§ Exercise details: When the line containing "the RTC driver" is found in the data below, copy it and each line after it through the line containing "alarm interrupt line", exactly and with no others.

── Given data ──

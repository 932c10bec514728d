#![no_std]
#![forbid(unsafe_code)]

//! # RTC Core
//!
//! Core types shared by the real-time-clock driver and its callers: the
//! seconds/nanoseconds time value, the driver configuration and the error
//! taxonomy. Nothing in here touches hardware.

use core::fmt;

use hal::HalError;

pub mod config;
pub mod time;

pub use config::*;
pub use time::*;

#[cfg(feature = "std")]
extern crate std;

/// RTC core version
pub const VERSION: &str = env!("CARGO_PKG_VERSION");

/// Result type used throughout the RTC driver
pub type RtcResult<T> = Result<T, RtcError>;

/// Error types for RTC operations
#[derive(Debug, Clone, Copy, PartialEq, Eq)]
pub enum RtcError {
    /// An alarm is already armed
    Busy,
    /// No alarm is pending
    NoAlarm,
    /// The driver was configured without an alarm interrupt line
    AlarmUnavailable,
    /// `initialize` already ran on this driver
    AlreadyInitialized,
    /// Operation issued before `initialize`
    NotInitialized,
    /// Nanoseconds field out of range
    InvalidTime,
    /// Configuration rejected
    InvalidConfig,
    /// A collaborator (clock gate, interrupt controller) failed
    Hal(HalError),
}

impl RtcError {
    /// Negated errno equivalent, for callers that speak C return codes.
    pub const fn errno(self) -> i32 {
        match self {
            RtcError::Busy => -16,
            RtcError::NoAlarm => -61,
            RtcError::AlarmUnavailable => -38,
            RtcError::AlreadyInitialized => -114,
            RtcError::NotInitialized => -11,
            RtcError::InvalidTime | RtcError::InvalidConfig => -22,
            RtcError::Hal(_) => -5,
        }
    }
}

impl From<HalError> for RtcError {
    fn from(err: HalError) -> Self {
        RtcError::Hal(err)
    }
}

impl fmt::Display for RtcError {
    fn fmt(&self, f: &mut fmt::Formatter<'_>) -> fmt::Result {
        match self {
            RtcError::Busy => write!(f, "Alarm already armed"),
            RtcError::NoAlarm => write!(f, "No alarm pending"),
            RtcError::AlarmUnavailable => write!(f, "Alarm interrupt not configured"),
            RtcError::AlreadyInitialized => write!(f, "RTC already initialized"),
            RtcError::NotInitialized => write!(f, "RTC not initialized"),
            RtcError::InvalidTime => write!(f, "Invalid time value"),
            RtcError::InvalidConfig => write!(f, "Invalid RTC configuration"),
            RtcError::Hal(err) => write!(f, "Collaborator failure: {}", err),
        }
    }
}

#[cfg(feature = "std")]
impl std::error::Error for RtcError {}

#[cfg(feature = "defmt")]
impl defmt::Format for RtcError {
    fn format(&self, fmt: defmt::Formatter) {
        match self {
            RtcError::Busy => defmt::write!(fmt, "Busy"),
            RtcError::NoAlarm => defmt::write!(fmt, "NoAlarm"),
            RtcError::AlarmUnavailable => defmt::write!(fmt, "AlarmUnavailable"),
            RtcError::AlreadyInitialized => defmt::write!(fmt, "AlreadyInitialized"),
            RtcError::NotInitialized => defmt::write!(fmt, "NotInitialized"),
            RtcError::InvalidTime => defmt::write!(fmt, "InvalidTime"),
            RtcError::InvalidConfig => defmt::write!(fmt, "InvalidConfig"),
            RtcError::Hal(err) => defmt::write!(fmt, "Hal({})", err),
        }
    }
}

───
── Given data ──

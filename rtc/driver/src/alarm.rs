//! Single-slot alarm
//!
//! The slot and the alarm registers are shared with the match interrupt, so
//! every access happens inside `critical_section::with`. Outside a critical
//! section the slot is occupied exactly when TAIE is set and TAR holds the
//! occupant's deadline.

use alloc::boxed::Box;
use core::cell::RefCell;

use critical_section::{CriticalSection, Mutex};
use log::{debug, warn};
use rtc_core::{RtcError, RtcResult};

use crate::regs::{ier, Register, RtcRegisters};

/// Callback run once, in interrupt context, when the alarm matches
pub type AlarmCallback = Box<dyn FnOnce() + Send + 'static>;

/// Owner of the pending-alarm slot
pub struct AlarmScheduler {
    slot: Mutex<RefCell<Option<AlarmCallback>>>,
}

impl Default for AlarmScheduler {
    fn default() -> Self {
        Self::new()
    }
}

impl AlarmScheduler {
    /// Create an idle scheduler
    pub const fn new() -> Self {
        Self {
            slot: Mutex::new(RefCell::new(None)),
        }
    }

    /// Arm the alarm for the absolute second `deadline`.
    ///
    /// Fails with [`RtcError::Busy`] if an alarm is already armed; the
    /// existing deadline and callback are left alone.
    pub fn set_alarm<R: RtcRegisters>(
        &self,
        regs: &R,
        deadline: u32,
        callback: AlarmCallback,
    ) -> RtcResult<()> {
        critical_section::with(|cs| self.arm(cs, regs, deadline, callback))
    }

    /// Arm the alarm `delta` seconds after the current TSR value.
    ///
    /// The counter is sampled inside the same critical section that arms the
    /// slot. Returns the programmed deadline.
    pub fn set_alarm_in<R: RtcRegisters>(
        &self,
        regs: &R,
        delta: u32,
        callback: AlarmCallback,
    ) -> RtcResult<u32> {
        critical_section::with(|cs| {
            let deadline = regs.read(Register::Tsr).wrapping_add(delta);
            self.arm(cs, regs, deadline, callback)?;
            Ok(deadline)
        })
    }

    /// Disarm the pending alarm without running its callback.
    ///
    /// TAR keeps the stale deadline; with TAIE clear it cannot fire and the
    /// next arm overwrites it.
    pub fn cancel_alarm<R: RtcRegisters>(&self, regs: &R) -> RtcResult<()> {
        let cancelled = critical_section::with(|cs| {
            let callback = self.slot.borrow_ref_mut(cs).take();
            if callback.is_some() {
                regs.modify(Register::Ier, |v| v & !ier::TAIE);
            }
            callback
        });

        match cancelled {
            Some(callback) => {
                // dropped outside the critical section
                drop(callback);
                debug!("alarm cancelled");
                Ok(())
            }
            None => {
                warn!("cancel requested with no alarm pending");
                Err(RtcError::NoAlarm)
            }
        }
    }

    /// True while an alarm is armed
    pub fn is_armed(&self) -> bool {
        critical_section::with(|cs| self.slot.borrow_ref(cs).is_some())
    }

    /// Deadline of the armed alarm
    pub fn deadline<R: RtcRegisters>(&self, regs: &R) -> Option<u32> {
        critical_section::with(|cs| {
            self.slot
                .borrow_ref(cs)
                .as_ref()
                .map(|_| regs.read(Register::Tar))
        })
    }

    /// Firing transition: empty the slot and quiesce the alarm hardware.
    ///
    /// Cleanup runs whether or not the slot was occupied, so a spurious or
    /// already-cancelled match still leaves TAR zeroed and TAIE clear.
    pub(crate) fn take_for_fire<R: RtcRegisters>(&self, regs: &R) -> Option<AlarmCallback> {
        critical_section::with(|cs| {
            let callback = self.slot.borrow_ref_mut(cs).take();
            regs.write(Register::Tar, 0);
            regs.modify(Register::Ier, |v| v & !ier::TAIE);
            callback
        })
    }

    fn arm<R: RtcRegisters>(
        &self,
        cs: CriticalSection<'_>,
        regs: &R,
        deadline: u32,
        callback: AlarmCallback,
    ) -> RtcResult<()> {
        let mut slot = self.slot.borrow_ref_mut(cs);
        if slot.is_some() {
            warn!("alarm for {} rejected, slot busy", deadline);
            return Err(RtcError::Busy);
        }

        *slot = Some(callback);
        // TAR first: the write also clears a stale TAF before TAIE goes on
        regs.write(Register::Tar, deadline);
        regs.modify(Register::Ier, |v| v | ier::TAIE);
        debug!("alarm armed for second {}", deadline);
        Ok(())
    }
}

───

§ Output below:
/// Result type used throughout the RTC driver
pub type RtcResult<T> = Result<T, RtcError>;

/// Error types for RTC operations
#[derive(Debug, Clone, Copy, PartialEq, Eq)]
pub enum RtcError {
    /// An alarm is already armed
    Busy,
    /// No alarm is pending
    NoAlarm,
    /// The driver was configured without an alarm interrupt line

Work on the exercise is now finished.